Start of The records

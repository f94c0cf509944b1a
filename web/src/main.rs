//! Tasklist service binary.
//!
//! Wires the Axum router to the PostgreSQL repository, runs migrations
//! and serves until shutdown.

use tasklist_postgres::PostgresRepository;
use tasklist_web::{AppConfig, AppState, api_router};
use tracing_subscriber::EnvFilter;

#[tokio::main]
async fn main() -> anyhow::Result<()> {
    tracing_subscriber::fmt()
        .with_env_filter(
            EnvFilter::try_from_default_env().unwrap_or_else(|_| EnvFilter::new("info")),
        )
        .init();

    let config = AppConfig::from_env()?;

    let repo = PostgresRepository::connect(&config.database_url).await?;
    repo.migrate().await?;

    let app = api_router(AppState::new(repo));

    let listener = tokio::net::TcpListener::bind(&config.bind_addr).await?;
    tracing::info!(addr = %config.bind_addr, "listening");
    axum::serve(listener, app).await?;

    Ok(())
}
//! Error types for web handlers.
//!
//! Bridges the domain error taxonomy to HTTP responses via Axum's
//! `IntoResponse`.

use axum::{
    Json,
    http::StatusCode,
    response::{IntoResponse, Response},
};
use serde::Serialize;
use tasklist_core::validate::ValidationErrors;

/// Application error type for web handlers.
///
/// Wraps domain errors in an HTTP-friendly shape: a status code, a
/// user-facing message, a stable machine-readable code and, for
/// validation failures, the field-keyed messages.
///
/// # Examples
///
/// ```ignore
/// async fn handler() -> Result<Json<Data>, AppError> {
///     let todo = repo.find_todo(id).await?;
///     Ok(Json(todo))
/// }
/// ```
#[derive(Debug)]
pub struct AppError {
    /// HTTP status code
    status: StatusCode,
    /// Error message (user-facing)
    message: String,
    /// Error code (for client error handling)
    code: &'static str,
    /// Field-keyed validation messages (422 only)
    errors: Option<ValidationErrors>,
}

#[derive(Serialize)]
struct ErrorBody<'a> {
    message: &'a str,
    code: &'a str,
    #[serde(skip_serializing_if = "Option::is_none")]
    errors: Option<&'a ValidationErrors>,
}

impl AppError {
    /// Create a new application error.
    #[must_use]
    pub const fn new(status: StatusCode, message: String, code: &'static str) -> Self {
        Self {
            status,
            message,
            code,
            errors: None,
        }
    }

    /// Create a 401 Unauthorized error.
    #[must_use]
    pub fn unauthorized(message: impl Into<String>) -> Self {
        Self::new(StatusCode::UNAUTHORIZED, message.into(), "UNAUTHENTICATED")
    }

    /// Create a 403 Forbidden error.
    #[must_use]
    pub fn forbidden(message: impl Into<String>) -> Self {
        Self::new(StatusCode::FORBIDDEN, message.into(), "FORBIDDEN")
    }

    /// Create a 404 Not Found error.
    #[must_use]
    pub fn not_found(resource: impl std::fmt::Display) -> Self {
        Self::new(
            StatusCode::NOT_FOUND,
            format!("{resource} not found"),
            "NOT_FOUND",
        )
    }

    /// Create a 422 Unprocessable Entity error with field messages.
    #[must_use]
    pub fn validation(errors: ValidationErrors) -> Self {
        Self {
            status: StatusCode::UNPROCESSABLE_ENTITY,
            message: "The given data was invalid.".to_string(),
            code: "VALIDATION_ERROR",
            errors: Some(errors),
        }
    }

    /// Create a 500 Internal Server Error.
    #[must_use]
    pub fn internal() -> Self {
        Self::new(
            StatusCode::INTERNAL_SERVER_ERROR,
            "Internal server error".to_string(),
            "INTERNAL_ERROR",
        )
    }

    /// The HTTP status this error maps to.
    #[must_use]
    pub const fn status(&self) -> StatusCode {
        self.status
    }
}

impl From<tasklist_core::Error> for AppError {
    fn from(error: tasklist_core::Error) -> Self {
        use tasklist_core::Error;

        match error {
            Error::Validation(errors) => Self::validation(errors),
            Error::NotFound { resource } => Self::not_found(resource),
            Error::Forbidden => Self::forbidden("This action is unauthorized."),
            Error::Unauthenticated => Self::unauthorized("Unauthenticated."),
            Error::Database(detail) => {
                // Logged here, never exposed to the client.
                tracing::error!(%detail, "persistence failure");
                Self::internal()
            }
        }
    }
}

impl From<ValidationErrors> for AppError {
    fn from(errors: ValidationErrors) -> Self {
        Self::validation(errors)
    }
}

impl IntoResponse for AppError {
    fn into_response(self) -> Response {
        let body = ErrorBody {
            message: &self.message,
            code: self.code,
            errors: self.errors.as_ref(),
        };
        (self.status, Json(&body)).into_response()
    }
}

End of The records
Start of The records

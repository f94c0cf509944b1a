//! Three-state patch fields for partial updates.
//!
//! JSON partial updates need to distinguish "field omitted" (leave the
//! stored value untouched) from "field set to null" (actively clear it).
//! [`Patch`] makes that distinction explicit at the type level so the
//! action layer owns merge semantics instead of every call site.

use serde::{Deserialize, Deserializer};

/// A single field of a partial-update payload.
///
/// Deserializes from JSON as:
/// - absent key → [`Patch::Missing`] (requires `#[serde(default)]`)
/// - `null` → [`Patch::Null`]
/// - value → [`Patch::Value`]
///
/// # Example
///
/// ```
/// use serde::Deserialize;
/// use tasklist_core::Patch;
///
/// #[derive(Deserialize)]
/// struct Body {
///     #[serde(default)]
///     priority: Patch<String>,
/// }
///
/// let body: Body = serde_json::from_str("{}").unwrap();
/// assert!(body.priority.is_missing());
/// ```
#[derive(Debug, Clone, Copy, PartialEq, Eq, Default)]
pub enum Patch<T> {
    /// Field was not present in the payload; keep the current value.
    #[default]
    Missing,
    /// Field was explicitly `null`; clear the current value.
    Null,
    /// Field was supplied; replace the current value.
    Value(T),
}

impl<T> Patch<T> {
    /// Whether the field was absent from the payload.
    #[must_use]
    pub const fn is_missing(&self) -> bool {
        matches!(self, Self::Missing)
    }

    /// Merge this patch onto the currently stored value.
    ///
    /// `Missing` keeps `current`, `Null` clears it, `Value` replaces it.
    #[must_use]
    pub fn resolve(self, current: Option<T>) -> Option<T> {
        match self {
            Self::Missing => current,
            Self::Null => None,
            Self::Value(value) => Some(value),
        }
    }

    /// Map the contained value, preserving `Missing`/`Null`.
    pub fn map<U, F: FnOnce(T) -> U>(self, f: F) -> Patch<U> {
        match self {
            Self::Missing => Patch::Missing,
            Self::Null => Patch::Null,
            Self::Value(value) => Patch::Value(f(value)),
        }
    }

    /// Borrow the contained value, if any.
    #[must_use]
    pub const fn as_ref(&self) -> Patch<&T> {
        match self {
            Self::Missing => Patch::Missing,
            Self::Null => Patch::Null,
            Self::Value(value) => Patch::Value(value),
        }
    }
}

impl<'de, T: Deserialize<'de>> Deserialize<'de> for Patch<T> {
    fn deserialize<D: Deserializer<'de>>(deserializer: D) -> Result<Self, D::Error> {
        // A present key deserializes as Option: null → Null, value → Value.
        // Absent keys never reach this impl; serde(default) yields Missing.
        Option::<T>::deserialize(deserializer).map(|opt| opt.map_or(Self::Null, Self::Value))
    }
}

End of The records

Aim of the task
The response should be the listing above, limited to the lines between the one holding "client error handling)" and the one holding "pub fn forbidden(message: impl", inclusive, reproduced exactly.

Problem solution
    /// Error code (for client error handling)
    code: &'static str,
    /// Field-keyed validation messages (422 only)
    errors: Option<ValidationErrors>,
}

#[derive(Serialize)]
struct ErrorBody<'a> {
    message: &'a str,
    code: &'a str,
    #[serde(skip_serializing_if = "Option::is_none")]
    errors: Option<&'a ValidationErrors>,
}

impl AppError {
    /// Create a new application error.
    #[must_use]
    pub const fn new(status: StatusCode, message: String, code: &'static str) -> Self {
        Self {
            status,
            message,
            code,
            errors: None,
        }
    }

    /// Create a 401 Unauthorized error.
    #[must_use]
    pub fn unauthorized(message: impl Into<String>) -> Self {
        Self::new(StatusCode::UNAUTHORIZED, message.into(), "UNAUTHENTICATED")
    }

    /// Create a 403 Forbidden error.
    #[must_use]
    pub fn forbidden(message: impl Into<String>) -> Self {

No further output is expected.